Optimisation of coagulation factor XIIa inhibitors as potential anticoagulants devoid of bleeding side effects

The holy grail of anticoagulant therapy is to control thrombosis without compromising haemostasis. The activity of FXIIa (Hageman factor) initiates the contact activation (intrinsic) system of coagulation under pathophysiological conditions, as well as the kallikrein-kinin system in inflammation. FXII-deficient mice were found to be protected against arterial thrombosis, collagen- and epinephrine-induced thromboembolism, and ischaemic stroke. Extensive epidemiologic studies show that unlike other coagulation serine proteases, FXIIa coagulation activity is not implicated in the maintenance of haemostasis. Targeting FXIIa could also present novel therapeutic opportunities in combating increase thrombosis in Alzheimer's disease.
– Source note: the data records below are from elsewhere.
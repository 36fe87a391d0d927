//! Attempt type - a computation that succeeded or captured a fault.
//!
//! `Attempt<T>` is `Success(T)` or `Failure(Fault)`. The failure side holds
//! a [`Fault`], a replayable record of the original error, rather than a
//! domain error value.
//!
//! There are exactly two boundaries between panics and values:
//!
//! - [`Attempt::catch`] runs a closure and captures a panic as a failure.
//! - [`Attempt::value_or_throw`] / [`Fault::rethrow`] raise the captured
//!   fault again.
//!
//! Everywhere else (`bind`, `map`, `zip`, ...) a failure is an ordinary
//! returned value.
//!
//! # Examples
//!
//! ```rust
//! use wrapt::control::Attempt;
//!
//! let parsed: Attempt<i32> = "42".parse::<i32>().into();
//! assert_eq!(parsed.map(|n| n + 1), Attempt::success(43));
//!
//! let failed: Attempt<i32> = "x".parse::<i32>().into();
//! assert!(failed.is_failure());
//! ```

use std::error::Error;
use std::fmt;
use std::panic::{AssertUnwindSafe, catch_unwind};

use super::either::Either;
use super::fault::Fault;
use super::maybe::Maybe;
use super::outcome::Outcome;
use super::verdict::Verdict;
use crate::typeclass::{Kind, TypeConstructor};

/// A success value, or the [`Fault`] that prevented it.
#[derive(Clone, PartialEq, Eq, Hash)]
pub enum Attempt<T> {
    /// The computation produced a value.
    Success(T),
    /// The computation failed; the fault can be replayed.
    Failure(Fault),
}

impl<T> Attempt<T> {
    /// Wraps a successful value.
    #[inline]
    pub const fn success(value: T) -> Self {
        Self::Success(value)
    }

    /// Captures `error` as a failure.
    #[inline]
    #[track_caller]
    pub fn from_error<E>(error: E) -> Self
    where
        E: Error + Send + Sync + 'static,
    {
        Self::Failure(Fault::new(error))
    }

    /// Wraps an existing fault without re-capturing it.
    #[inline]
    pub const fn from_failure(fault: Fault) -> Self {
        Self::Failure(fault)
    }

    /// Converts an `Option`, capturing the error from `error` for `None`.
    #[inline]
    #[track_caller]
    pub fn from_option<X, F>(option: Option<T>, error: F) -> Self
    where
        X: Error + Send + Sync + 'static,
        F: FnOnce() -> X,
    {
        Maybe::from_option(option).to_attempt(error)
    }

    /// Runs `computation`, capturing a panic as a failure.
    ///
    /// A panic raised by [`Fault::rethrow`] is recovered as that same fault.
    /// For any other panic the fault's [`location`](Fault::location) is the
    /// call site of `catch`; the panic's own location is only reported by
    /// the panic hook.
    ///
    /// # Examples
    ///
    /// ```rust
    /// use wrapt::control::Attempt;
    ///
    /// let ok = Attempt::catch(|| 1 + 1);
    /// assert_eq!(ok, Attempt::success(2));
    ///
    /// let failed: Attempt<i32> = Attempt::catch(|| panic!("boom"));
    /// assert_eq!(failed.fault().message(), "boom");
    /// ```
    #[track_caller]
    pub fn catch<F>(computation: F) -> Self
    where
        F: FnOnce() -> T,
    {
        match catch_unwind(AssertUnwindSafe(computation)) {
            Ok(value) => Self::Success(value),
            Err(payload) => {
                let fault = Fault::from_panic(payload);
                #[cfg(feature = "tracing")]
                tracing::debug!(
                    type_name = fault.type_name(),
                    message = fault.message(),
                    "captured panic as fault"
                );
                Self::Failure(fault)
            }
        }
    }

    /// Runs a fallible computation, capturing both its error and any panic.
    ///
    /// A returned error is recorded with the caller of `catch_result` as its
    /// origin.
    #[track_caller]
    pub fn catch_result<E, F>(computation: F) -> Self
    where
        E: Error + Send + Sync + 'static,
        F: FnOnce() -> Result<T, E>,
    {
        match Attempt::catch(computation) {
            Attempt::Success(Ok(value)) => Self::Success(value),
            Attempt::Success(Err(error)) => Self::Failure(Fault::new(error)),
            Attempt::Failure(fault) => Self::Failure(fault),
        }
    }

    /// Returns `true` for a success.
    #[inline]
    pub const fn is_success(&self) -> bool {
        matches!(self, Self::Success(_))
    }

    /// Returns `true` for a failure.
    #[inline]
    pub const fn is_failure(&self) -> bool {
        matches!(self, Self::Failure(_))
    }

    /// Returns a reference to the success value.
    ///
    /// # Panics
    ///
    /// Panics if this is a failure.
    #[inline]
    #[track_caller]
    pub fn value(&self) -> &T {
        match self {
            Self::Success(value) => value,
            Self::Failure(_) => panic!("called `Attempt::value()` on a `Failure` value"),
        }
    }

    /// Returns a reference to the captured fault.
    ///
    /// # Panics
    ///
    /// Panics if this is a success.
    #[inline]
    #[track_caller]
    pub fn fault(&self) -> &Fault {
        match self {
            Self::Success(_) => panic!("called `Attempt::fault()` on a `Success` value"),
            Self::Failure(fault) => fault,
        }
    }

    /// Returns `true` if the success value equals `expected`.
    #[inline]
    pub fn contains(&self, expected: &T) -> bool
    where
        T: PartialEq,
    {
        self.contains_by(expected, PartialEq::eq)
    }

    /// Returns `true` if the success value matches `expected` under `comparer`.
    #[inline]
    pub fn contains_by<F>(&self, expected: &T, comparer: F) -> bool
    where
        F: FnOnce(&T, &T) -> bool,
    {
        match self {
            Self::Success(value) => comparer(value, expected),
            Self::Failure(_) => false,
        }
    }

    /// Sequences a dependent computation; a failure propagates the same fault.
    #[inline]
    pub fn bind<U, F>(self, function: F) -> Attempt<U>
    where
        F: FnOnce(T) -> Attempt<U>,
    {
        match self {
            Self::Success(value) => function(value),
            Self::Failure(fault) => Attempt::Failure(fault),
        }
    }

    /// Transforms the success value.
    #[inline]
    pub fn map<U, F>(self, function: F) -> Attempt<U>
    where
        F: FnOnce(T) -> U,
    {
        self.bind(|value| Attempt::Success(function(value)))
    }

    /// Combines with another attempt; the first failure wins.
    #[inline]
    pub fn zip<U, R, F>(self, other: Attempt<U>, function: F) -> Attempt<R>
    where
        F: FnOnce(T, U) -> R,
    {
        self.bind(|value| other.map(|other_value| function(value, other_value)))
    }

    /// Fails with the error from `error` unless `predicate` holds.
    #[inline]
    #[track_caller]
    pub fn ensure<X, P, F>(self, predicate: P, error: F) -> Self
    where
        X: Error + Send + Sync + 'static,
        P: FnOnce(&T) -> bool,
        F: FnOnce(&T) -> X,
    {
        match self {
            Self::Success(value) if !predicate(&value) => Self::from_error(error(&value)),
            other => other,
        }
    }

    /// Returns the success value or `default`.
    #[inline]
    pub fn value_or(self, default: T) -> T {
        self.value_or_else(|_| default)
    }

    /// Returns the success value or computes one from the fault.
    #[inline]
    pub fn value_or_else<F>(self, factory: F) -> T
    where
        F: FnOnce(Fault) -> T,
    {
        match self {
            Self::Success(value) => value,
            Self::Failure(fault) => factory(fault),
        }
    }

    /// Returns the success value or replays the captured fault.
    ///
    /// # Panics
    ///
    /// Panics with the original [`Fault`] as payload if this is a failure.
    ///
    /// # Examples
    ///
    /// ```rust
    /// use wrapt::control::Attempt;
    ///
    /// let failed: Attempt<i32> = Attempt::catch(|| panic!("first"));
    /// let token = failed.fault().clone();
    ///
    /// let replayed: Attempt<i32> = Attempt::catch(|| failed.value_or_throw());
    /// assert!(replayed.fault().is_same_token(&token));
    /// ```
    #[inline]
    pub fn value_or_throw(self) -> T {
        match self {
            Self::Success(value) => value,
            Self::Failure(fault) => fault.rethrow(),
        }
    }

    /// Eliminates the attempt with one of two functions.
    #[inline]
    pub fn match_with<R, S, E>(self, on_success: S, on_failure: E) -> R
    where
        S: FnOnce(T) -> R,
        E: FnOnce(Fault) -> R,
    {
        match self {
            Self::Success(value) => on_success(value),
            Self::Failure(fault) => on_failure(fault),
        }
    }

    /// Runs one of two side effects.
    #[inline]
    pub fn do_with<S, E>(&self, on_success: S, on_failure: E)
    where
        S: FnOnce(&T),
        E: FnOnce(&Fault),
    {
        match self {
            Self::Success(value) => on_success(value),
            Self::Failure(fault) => on_failure(fault),
        }
    }

    /// Converts into a `Result`, so `?` can propagate the fault.
    ///
    /// # Errors
    ///
    /// Returns the captured fault for a failure.
    #[inline]
    pub fn into_result(self) -> Result<T, Fault> {
        match self {
            Self::Success(value) => Ok(value),
            Self::Failure(fault) => Err(fault),
        }
    }

    /// Drops the fault.
    #[inline]
    pub fn to_maybe(self) -> Maybe<T> {
        self.match_with(Maybe::Just, |_| Maybe::Nothing)
    }

    /// Converts into an [`Outcome`] whose error is the fault.
    #[inline]
    pub fn to_outcome(self) -> Outcome<T, Fault> {
        self.to_outcome_with(|fault| fault)
    }

    /// Converts into an [`Outcome`], projecting the fault to a domain error.
    #[inline]
    pub fn to_outcome_with<E, F>(self, projection: F) -> Outcome<T, E>
    where
        F: FnOnce(Fault) -> E,
    {
        self.match_with(Outcome::Success, |fault| Outcome::Failure(projection(fault)))
    }

    /// Converts into an [`Either`] with the success value on the left.
    #[inline]
    pub fn to_either(self) -> Either<T, Fault> {
        self.match_with(Either::Left, Either::Right)
    }

    /// Converts into a [`Verdict`] carrying the fault's message.
    #[inline]
    pub fn to_verdict(self) -> Verdict<T> {
        self.match_with(Verdict::Success, |fault| Verdict::Failure(fault.message().to_string()))
    }
}

impl<T> Attempt<Attempt<T>> {
    /// Removes one level of nesting; the outer failure wins.
    #[inline]
    pub fn flatten(self) -> Attempt<T> {
        self.bind(|inner| inner)
    }
}

impl<T, E> From<Result<T, E>> for Attempt<T>
where
    E: Error + Send + Sync + 'static,
{
    #[track_caller]
    fn from(result: Result<T, E>) -> Self {
        match result {
            Ok(value) => Self::Success(value),
            Err(error) => Self::from_error(error),
        }
    }
}

impl<T> From<Attempt<T>> for Result<T, Fault> {
    #[inline]
    fn from(attempt: Attempt<T>) -> Self {
        attempt.into_result()
    }
}

impl<T: fmt::Debug> fmt::Debug for Attempt<T> {
    fn fmt(&self, formatter: &mut fmt::Formatter<'_>) -> fmt::Result {
        match self {
            Self::Success(value) => formatter.debug_tuple("Success").field(value).finish(),
            Self::Failure(fault) => formatter.debug_tuple("Failure").field(fault).finish(),
        }
    }
}

impl<T: fmt::Display> fmt::Display for Attempt<T> {
    fn fmt(&self, formatter: &mut fmt::Formatter<'_>) -> fmt::Result {
        match self {
            Self::Success(value) => write!(formatter, "Success({value})"),
            Self::Failure(fault) => write!(formatter, "Failure({fault})"),
        }
    }
}

/// [`Kind`] marker for [`Attempt`].
#[derive(Debug, Clone, Copy, PartialEq, Eq, Hash, Default)]
pub struct AttemptKind;

impl Kind for AttemptKind {
    type Of<T> = Attempt<T>;

    #[inline]
    fn pure<T>(value: T) -> Attempt<T> {
        Attempt::Success(value)
    }

    #[inline]
    fn branch<A, B>(wrapped: Attempt<A>) -> Result<A, Attempt<B>> {
        match wrapped {
            Attempt::Success(value) => Ok(value),
            Attempt::Failure(fault) => Err(Attempt::Failure(fault)),
        }
    }

    #[inline]
    fn is_success<A>(wrapped: &Attempt<A>) -> bool {
        wrapped.is_success()
    }
}

impl<T> TypeConstructor for Attempt<T> {
    type Inner = T;
    type Kind = AttemptKind;

    #[inline]
    fn into_kind(self) -> Self {
        self
    }

    #[inline]
    fn from_kind(wrapped: Self) -> Self {
        wrapped
    }
}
At present no selective FXIIa inhibitors are known and all currently used anticoagulation drugs have bleeding complications. The overall aim of the student project is to develop one of the series of our current FXIIa inhibitors with modest activity and selectivity to the point where compounds potentially suitable for evaluation in animal models of thrombosis have been identified. Currently compound design is based on modelled FXIIa structures and the student will participate in on-going X-ray crystallography studies whose aim is to crystallise fully activated FXIIa, as well as complexes with inhibitors. Obtaining such structures will significantly improve our current structure-based design methods.